— Task prompt —
In the entries below, find every line with "expected" and copy it.

— Dataset —
══════

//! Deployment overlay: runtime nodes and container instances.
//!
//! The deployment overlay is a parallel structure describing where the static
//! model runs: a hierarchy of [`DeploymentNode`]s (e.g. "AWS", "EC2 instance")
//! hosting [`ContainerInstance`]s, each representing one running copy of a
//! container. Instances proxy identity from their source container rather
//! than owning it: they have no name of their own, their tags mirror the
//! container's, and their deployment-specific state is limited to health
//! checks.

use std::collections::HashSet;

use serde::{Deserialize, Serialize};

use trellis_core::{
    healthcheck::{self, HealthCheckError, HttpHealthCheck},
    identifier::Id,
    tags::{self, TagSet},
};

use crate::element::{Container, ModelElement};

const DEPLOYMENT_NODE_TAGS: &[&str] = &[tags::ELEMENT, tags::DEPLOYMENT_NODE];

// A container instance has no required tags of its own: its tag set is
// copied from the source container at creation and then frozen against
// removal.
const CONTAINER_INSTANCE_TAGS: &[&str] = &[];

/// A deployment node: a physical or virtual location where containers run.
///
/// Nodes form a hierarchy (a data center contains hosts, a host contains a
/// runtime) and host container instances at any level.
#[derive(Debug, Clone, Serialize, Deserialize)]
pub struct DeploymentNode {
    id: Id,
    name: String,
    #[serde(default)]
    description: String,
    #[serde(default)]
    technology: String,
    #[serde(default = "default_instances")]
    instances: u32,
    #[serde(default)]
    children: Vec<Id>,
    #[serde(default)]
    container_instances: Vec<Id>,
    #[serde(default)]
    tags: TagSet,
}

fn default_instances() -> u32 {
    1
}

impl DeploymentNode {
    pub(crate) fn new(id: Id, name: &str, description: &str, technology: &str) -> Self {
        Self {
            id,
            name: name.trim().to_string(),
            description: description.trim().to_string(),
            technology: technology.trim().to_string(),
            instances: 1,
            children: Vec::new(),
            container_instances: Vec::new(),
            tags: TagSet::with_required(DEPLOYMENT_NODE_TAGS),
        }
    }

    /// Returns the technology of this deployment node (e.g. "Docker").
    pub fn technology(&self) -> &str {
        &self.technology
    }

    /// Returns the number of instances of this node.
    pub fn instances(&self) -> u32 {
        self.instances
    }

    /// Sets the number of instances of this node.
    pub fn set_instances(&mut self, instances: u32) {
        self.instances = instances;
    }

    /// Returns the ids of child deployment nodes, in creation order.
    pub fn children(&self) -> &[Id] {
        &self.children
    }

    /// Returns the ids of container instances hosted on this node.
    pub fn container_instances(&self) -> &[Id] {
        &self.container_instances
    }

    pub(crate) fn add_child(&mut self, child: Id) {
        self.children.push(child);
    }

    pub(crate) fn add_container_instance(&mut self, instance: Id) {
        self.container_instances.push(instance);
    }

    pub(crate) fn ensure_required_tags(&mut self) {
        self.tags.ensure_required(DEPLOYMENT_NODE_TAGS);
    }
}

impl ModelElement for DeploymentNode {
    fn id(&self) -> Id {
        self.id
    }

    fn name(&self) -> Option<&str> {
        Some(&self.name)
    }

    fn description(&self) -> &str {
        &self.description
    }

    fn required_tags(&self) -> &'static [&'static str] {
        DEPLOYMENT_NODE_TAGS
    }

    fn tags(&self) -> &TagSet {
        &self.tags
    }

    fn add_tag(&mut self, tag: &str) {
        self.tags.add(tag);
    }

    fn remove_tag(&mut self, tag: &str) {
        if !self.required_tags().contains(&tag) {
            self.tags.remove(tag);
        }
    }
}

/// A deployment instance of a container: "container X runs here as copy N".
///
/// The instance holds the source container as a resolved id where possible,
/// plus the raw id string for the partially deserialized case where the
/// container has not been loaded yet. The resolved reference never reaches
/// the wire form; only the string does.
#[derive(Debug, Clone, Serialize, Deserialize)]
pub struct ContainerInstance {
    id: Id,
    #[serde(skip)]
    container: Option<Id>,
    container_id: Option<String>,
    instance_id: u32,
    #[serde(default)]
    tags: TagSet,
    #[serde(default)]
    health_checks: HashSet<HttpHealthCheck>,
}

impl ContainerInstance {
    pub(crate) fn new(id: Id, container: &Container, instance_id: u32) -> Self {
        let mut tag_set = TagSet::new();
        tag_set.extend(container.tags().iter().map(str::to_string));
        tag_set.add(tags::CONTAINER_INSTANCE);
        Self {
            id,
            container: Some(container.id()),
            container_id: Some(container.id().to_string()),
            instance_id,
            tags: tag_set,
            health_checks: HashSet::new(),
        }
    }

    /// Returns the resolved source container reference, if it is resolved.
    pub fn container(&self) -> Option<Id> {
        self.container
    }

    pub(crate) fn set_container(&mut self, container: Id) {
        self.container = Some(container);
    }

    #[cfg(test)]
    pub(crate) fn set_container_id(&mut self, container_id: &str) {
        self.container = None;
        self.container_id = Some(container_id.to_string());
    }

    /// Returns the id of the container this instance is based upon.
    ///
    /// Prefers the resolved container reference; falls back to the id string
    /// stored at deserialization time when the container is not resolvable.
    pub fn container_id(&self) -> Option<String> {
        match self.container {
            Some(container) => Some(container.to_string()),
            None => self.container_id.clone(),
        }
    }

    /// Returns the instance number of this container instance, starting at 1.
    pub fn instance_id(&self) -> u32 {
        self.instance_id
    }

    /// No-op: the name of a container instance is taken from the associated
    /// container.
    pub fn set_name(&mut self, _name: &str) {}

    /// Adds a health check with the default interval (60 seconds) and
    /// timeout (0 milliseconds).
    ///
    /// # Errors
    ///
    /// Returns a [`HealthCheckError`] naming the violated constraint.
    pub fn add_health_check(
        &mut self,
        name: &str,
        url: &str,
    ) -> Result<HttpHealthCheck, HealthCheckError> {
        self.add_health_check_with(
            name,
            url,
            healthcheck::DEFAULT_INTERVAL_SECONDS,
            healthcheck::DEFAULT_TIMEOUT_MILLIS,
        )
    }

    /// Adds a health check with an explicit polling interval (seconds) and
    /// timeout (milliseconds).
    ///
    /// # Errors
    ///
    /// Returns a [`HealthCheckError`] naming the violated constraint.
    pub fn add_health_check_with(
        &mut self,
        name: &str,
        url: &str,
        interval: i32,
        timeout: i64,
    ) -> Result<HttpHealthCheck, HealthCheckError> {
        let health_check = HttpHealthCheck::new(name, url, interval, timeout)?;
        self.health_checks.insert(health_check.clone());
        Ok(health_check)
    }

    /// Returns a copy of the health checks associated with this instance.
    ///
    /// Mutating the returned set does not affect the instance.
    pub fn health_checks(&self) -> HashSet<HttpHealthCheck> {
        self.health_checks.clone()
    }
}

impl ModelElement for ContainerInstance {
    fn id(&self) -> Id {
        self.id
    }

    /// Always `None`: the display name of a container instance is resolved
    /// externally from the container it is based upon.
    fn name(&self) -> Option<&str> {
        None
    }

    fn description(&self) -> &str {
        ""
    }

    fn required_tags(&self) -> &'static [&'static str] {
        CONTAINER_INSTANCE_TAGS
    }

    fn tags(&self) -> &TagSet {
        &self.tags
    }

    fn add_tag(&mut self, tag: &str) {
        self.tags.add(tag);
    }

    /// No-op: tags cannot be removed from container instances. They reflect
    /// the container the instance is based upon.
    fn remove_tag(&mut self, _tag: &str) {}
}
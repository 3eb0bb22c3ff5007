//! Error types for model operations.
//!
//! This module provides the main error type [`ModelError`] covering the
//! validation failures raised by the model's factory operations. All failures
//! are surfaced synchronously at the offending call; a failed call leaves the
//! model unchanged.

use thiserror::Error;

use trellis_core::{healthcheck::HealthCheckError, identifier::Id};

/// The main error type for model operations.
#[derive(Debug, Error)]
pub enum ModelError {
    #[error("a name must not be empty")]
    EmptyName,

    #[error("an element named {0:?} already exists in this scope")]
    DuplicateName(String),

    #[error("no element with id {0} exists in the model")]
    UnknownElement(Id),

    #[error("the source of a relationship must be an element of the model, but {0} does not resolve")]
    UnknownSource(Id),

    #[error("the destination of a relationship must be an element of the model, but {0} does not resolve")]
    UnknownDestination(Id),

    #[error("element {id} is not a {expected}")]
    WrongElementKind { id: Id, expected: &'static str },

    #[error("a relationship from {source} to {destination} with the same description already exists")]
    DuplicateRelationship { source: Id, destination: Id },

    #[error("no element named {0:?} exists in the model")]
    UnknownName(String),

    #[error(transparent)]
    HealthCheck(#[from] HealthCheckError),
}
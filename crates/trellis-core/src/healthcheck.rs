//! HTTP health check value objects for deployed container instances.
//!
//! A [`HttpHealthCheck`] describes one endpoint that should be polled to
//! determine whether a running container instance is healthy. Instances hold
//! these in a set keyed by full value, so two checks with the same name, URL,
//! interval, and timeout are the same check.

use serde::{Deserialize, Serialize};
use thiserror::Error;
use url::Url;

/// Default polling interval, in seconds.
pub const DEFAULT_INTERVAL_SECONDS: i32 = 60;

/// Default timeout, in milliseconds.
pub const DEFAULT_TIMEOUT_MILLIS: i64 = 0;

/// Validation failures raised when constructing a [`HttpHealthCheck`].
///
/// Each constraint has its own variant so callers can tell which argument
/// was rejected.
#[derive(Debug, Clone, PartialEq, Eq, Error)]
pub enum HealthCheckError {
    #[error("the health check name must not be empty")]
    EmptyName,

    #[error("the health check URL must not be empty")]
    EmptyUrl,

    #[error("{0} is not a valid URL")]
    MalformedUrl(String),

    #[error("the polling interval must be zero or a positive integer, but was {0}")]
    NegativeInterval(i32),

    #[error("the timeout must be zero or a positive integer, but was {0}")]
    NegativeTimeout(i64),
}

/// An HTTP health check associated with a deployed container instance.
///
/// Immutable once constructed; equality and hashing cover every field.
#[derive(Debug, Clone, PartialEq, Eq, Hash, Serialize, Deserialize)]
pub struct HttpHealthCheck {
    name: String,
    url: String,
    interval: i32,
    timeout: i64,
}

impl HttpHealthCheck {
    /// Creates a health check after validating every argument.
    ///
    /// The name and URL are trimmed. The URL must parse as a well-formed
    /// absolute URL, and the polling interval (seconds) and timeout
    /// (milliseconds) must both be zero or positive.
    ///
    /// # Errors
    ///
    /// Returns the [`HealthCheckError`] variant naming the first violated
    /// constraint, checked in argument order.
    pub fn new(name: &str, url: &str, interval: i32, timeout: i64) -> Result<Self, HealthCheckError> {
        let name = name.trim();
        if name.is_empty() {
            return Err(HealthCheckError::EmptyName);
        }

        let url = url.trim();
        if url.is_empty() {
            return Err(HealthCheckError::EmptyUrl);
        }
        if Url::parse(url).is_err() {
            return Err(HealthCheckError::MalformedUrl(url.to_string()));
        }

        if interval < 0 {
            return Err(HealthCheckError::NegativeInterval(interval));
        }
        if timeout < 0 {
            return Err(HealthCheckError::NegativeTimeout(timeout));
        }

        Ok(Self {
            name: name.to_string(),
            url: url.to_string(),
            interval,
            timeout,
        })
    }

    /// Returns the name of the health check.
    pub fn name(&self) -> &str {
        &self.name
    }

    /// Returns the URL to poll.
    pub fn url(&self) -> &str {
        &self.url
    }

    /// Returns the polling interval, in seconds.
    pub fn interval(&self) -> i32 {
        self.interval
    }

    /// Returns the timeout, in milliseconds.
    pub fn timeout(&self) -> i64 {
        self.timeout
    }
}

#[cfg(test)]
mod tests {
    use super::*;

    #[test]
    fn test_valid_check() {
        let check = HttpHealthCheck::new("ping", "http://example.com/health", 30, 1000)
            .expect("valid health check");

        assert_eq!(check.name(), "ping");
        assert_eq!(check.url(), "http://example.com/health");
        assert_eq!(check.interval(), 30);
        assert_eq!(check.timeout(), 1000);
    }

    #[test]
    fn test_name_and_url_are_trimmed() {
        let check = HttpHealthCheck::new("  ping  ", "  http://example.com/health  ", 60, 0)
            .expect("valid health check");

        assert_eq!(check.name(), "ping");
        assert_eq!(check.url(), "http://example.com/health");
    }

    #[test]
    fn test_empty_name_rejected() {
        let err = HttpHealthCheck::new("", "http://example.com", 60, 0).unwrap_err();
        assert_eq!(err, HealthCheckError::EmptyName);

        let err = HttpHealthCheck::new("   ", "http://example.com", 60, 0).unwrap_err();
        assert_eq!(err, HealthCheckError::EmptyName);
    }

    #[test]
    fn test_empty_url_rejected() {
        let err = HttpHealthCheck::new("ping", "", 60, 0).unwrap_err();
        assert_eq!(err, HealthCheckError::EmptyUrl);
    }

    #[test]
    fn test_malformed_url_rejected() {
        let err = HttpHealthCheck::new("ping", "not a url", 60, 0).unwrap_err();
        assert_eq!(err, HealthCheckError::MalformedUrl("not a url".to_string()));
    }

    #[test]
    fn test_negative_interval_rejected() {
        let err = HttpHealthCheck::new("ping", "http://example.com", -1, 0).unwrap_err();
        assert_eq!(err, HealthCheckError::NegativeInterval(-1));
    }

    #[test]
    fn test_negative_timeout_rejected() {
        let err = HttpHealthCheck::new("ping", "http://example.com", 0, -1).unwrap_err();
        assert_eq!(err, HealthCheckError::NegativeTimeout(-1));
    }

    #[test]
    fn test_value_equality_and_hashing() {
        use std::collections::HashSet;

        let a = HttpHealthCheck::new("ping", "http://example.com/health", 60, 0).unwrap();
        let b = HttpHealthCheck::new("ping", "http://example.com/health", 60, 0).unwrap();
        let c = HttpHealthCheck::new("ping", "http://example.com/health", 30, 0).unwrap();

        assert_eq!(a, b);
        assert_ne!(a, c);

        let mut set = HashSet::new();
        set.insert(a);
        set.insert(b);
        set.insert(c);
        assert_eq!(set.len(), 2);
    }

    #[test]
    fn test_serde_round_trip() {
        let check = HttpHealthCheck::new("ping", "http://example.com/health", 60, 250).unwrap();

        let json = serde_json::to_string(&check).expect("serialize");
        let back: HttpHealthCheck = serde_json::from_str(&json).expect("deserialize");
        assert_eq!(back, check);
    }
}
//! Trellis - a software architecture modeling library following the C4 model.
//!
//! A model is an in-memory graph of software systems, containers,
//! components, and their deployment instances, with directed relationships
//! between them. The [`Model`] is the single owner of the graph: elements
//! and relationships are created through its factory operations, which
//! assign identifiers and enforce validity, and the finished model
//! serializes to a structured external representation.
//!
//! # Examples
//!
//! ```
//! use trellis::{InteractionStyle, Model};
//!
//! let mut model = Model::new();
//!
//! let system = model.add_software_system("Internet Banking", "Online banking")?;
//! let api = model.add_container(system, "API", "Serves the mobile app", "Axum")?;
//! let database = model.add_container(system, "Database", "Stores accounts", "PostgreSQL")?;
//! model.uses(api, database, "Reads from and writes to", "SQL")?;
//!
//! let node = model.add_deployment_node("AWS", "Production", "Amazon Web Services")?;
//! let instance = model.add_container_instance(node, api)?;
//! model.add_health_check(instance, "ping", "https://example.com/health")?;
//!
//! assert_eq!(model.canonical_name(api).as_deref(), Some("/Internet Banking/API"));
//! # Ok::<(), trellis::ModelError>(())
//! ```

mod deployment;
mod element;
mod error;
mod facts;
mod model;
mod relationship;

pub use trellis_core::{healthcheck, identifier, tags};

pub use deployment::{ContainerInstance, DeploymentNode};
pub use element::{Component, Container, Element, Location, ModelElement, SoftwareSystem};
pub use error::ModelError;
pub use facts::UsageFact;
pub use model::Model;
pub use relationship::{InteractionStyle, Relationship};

══════

— Solution for this problem —
    #[error("element {id} is not a {expected}")]
    WrongElementKind { id: Id, expected: &'static str },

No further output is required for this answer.